Morning sunrise above Little Tahoma from the Disappointment Cleaver

 Largely unchanged since the last route update on 08/16/19, the Disappointment Cleaver route continues to climb well even as crowds begin to die down on the upper mountain. Compared to recent years, climbing conditions along the DC remain quite nice with diminishing traffic, minimal to non existent smoke and a fairly direct route to the summit. Although the long term forecast calls for high pressure and warm temps, we are already beginning to see the first signs of late season weather. A brief, yet intense storm blew in earlier this week, dropping freezing levels nearly 6,000 ft. and driving rain, whiteout and 60mph winds across the mountain.

Evidence of large icefall and objective hazard in the Icebox above Ingraham Flats.
To echo the previous posting, rockfall and icefall continue to be the main hazards along the route. Group management, appropriate rest locations and efficient travel through hazardous zones are our best tools for managing the hazards that we can't totally mitigate or avoid. Once onto the spine of the cleaver itself, teams should remember to manage their ropes so as to not be travelling in glacier mode while on rock. There are many ways to manage your ropes through rocky terrain so try to come prepared or feel free to ask a climbing ranger while in camp.
Upper mountain looking from the top of the Disappointment Cleaver. If you look carefully, you'll notice the bottle neck of climbers around the ladder at 13,000'.
 With the busiest weekends of the year behind us, crowds and bottlenecks are becoming much more manageable. Although there is only one ladder on the route, brief delays are still a reality as teams try to manage the obstacle. From the top of the cleaver, you can look up and right roughly 600 ft. to assess how many teams might be stacked up or negotiating the ladder. The guide services are efficient in their travel but they do climb in groups of 12. Providing for appropriate spacing along the route can help to ease congestion for everyone.
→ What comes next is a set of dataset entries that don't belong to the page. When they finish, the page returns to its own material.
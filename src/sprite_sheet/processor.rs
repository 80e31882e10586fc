//! # 核心编排模块
//!
//! ## 设计思路
//!
//! `SheetProcessor` 只负责流程编排与配置管理。处理链路固定为：
//! 1. 读取配置快照
//! 2. 按来源加载原始字节
//! 3. 解码为 RGBA 缓冲
//! 4. 几何校验 + 裁剪缩放到输出表面
//! 5. 检测键色并抠像
//! 6. 清理帧边界接缝
//!
//! ## 实现思路
//!
//! - 配置通过 `Arc<RwLock<ProcessingConfig>>` 支持运行时切档。
//! - 单次请求内使用同一配置快照，避免处理中途配置漂移。
//! - 第 4~6 步是同步纯计算（`process_loaded_image`），只有加载阶段会挂起。
//! - 记录 `load/decode/process/total` 阶段耗时，便于性能诊断。

use base64::{Engine as _, engine::general_purpose};
use image::ImageFormat;
use std::io::Cursor;
use std::sync::{Arc, RwLock};
use std::time::Instant;

use super::decode::render_surface;
use super::options::SheetBuildOptions;
use super::pixels::PixelBuffer;
use super::{
    ImageSource, ProcessingConfig, ProcessingProfile, SpriteSheetError, ValidationError, geometry,
    key_color, seams,
};

/// 处理完成的精灵图：输出表面与网格信息，构建后只读共享。
#[derive(Debug, Clone, PartialEq)]
pub struct ProcessedSheet {
    pub surface: PixelBuffer,
    pub frame_width: u32,
    pub frame_height: u32,
    pub columns: u32,
    pub rows: u32,
}

impl ProcessedSheet {
    pub fn frame_count(&self) -> u32 {
        self.columns * self.rows
    }

    /// 编码为 PNG，供宿主持久化处理后的精灵图。
    pub fn encode_png(&self) -> Result<Vec<u8>, SpriteSheetError> {
        encode_png(&self.surface)
    }

    pub fn to_png_base64(&self) -> Result<String, SpriteSheetError> {
        Ok(general_purpose::STANDARD.encode(self.encode_png()?))
    }
}

pub(crate) fn encode_png(buffer: &PixelBuffer) -> Result<Vec<u8>, SpriteSheetError> {
    let image = buffer.to_rgba_image()?;
    let mut bytes = Vec::new();
    image
        .write_to(&mut Cursor::new(&mut bytes), ImageFormat::Png)
        .map_err(|e| SpriteSheetError::Encode(format!("PNG 编码失败：{}", e)))?;
    Ok(bytes)
}

/// 精灵图处理器。
pub struct SheetProcessor {
    pub(super) config: Arc<RwLock<ProcessingConfig>>,
}

impl SheetProcessor {
    /// 根据初始配置创建处理器。
    ///
    /// # 示例
    /// ```rust
    /// use sprite_keyer::sprite_sheet::{ProcessingConfig, SheetProcessor};
    ///
    /// let processor = SheetProcessor::new(ProcessingConfig::default());
    /// assert!(processor.config_snapshot().is_ok());
    /// ```
    pub fn new(config: ProcessingConfig) -> Self {
        Self {
            config: Arc::new(RwLock::new(config)),
        }
    }

    /// 获取配置快照，保证单次请求链路使用一致参数。
    pub fn config_snapshot(&self) -> Result<ProcessingConfig, SpriteSheetError> {
        self.config
            .read()
            .map(|cfg| cfg.clone())
            .map_err(|_| SpriteSheetError::ResourceLimit("配置读取锁已中毒".to_string()))
    }

    /// 切换性能档位。
    pub fn set_profile(&self, profile: ProcessingProfile) -> Result<(), SpriteSheetError> {
        let mut config = self
            .config
            .write()
            .map_err(|_| SpriteSheetError::ResourceLimit("配置写入锁已中毒".to_string()))?;
        config.apply_profile(profile);

        log::info!(
            "⚙️ 已切换精灵图处理档位：{}（max_pixels={:?}, filter={:?}）",
            profile.as_str(),
            config.default_max_processed_pixels,
            config.resize_filter
        );

        Ok(())
    }

    /// 获取当前生效档位。
    pub fn profile(&self) -> Result<ProcessingProfile, SpriteSheetError> {
        let config = self
            .config
            .read()
            .map_err(|_| SpriteSheetError::ResourceLimit("配置读取锁已中毒".to_string()))?;
        Ok(config.infer_profile())
    }

    /// 整体替换配置（例如宿主加载了新的高级设置）。
    pub fn replace_config(&self, next: ProcessingConfig) -> Result<(), SpriteSheetError> {
        let mut config = self
            .config
            .write()
            .map_err(|_| SpriteSheetError::ResourceLimit("配置写入锁已中毒".to_string()))?;
        *config = next;
        Ok(())
    }

    /// 使用当前配置快照处理一个来源。
    pub async fn build(
        &self,
        source: &ImageSource,
        options: &SheetBuildOptions,
    ) -> Result<ProcessedSheet, SpriteSheetError> {
        let config = self.config_snapshot()?;
        self.build_with_config(source, options, &config).await
    }

    pub(crate) async fn build_with_config(
        &self,
        source: &ImageSource,
        options: &SheetBuildOptions,
        config: &ProcessingConfig,
    ) -> Result<ProcessedSheet, SpriteSheetError> {
        let total_start = Instant::now();

        // 尺寸非法时无需下载
        if options.columns == 0 || options.rows == 0 {
            return Err(ValidationError::EmptyGrid {
                columns: options.columns,
                rows: options.rows,
            }
            .into());
        }

        let load_start = Instant::now();
        let raw = self.load_source(source, config).await?;
        let load_elapsed = load_start.elapsed();

        let decode_start = Instant::now();
        let buffer = self.decode_to_buffer(raw, config)?;
        let decode_elapsed = decode_start.elapsed();

        let process_start = Instant::now();
        let options = options.clone().with_default_budget(config.default_max_processed_pixels);
        let sheet = process_with_filter(buffer, &options, config.resize_filter)?;
        let process_elapsed = process_start.elapsed();

        log::info!(
            "✅ 精灵图处理完成 - {}x{} 帧 {}x{} load={}ms decode={}ms process={}ms total={}ms",
            sheet.columns,
            sheet.rows,
            sheet.frame_width,
            sheet.frame_height,
            load_elapsed.as_millis(),
            decode_elapsed.as_millis(),
            process_elapsed.as_millis(),
            total_start.elapsed().as_millis()
        );

        Ok(sheet)
    }
}

/// 异步入口：加载来源并执行完整处理链路。
///
/// # 示例
/// ```rust,ignore
/// use sprite_keyer::sprite_sheet::{
///     ImageSource, ProcessingConfig, SheetBuildOptions, build_processed_sheet,
/// };
///
/// # async fn demo() -> Result<(), sprite_keyer::sprite_sheet::SpriteSheetError> {
/// let sheet = build_processed_sheet(
///     &ImageSource::FilePath("skins/fish.png".into()),
///     &SheetBuildOptions::default(),
///     &ProcessingConfig::default(),
/// )
/// .await?;
/// # Ok(())
/// # }
/// ```
pub async fn build_processed_sheet(
    source: &ImageSource,
    options: &SheetBuildOptions,
    config: &ProcessingConfig,
) -> Result<ProcessedSheet, SpriteSheetError> {
    SheetProcessor::new(config.clone())
        .build_with_config(source, options, config)
        .await
}

/// 同步核心：对已解码的缓冲执行几何、抠像与接缝清理。
pub fn process_loaded_image(
    buffer: PixelBuffer,
    options: &SheetBuildOptions,
) -> Result<ProcessedSheet, SpriteSheetError> {
    process_with_filter(buffer, options, ProcessingConfig::default().resize_filter)
}

fn process_with_filter(
    buffer: PixelBuffer,
    options: &SheetBuildOptions,
    filter: image::imageops::FilterType,
) -> Result<ProcessedSheet, SpriteSheetError> {
    let geometry = geometry::resolve(
        buffer.width(),
        buffer.height(),
        options.columns,
        options.rows,
        &options.geometry_request(),
    )?;
    log::debug!(
        "📐 网格几何：帧 {}x{} 裁剪起点 ({}, {}) scale={:.3}",
        geometry.frame_width,
        geometry.frame_height,
        geometry.crop_x,
        geometry.crop_y,
        geometry.scale
    );

    let mut surface = render_surface(&buffer, &geometry, options.image_smoothing_enabled, filter)?;
    drop(buffer);

    if options.chroma_key_enabled {
        let sample = key_color::detect(&surface);
        log::debug!(
            "🎯 键色检测：({}, {}, {}) mode={:?} 算法={}",
            sample.r,
            sample.g,
            sample.b,
            sample.mode,
            options.chroma_key_algorithm.as_str()
        );
        options
            .chroma_key_algorithm
            .apply(&mut surface, &options.chroma_key_options, &sample);
    }

    if options.remove_grid_lines_enabled
        && seams::remove_seams(&mut surface, options.columns, options.rows)
    {
        log::debug!("🧹 已清理帧边界接缝");
    }

    Ok(ProcessedSheet {
        surface,
        frame_width: geometry.output_frame_width,
        frame_height: geometry.output_frame_height,
        columns: options.columns,
        rows: options.rows,
    })
}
Vertical ladder located approximately 13,000'. Many teams have been opting to backup their team via a quick belay on the way back down the ladder. 
Despite being fairly unexposed, the nature of climbing a ladder at 13,000 ft. with crampons, heavy packs and tired legs makes it easy to understand why some groups take some time getting through. There remain two fixed lines to either side of the ladder as well as mulitiple lines to secure it in place. Teams should consider backing up their partners for the descent via a quick belay or backup on one of the fixed line. These are skills your group should know ahead of time or practice while in camp rather than on-sighting in the field.
Photo of the current route, largely unchanged from the last post on 8/16/19
With a brief lull in the weather over the upcoming weekend, climbing conditions look promising into the last week of August. Moving ahead into September, climbers can expect to find nice conditions for climbing the DC but should ensure that they come prepared for the weather to take a turn. Contingency equipment such as a stove, gps, bivy/tent, sleeping bag and pad are critical items that can make the difference if caught off guard by weather.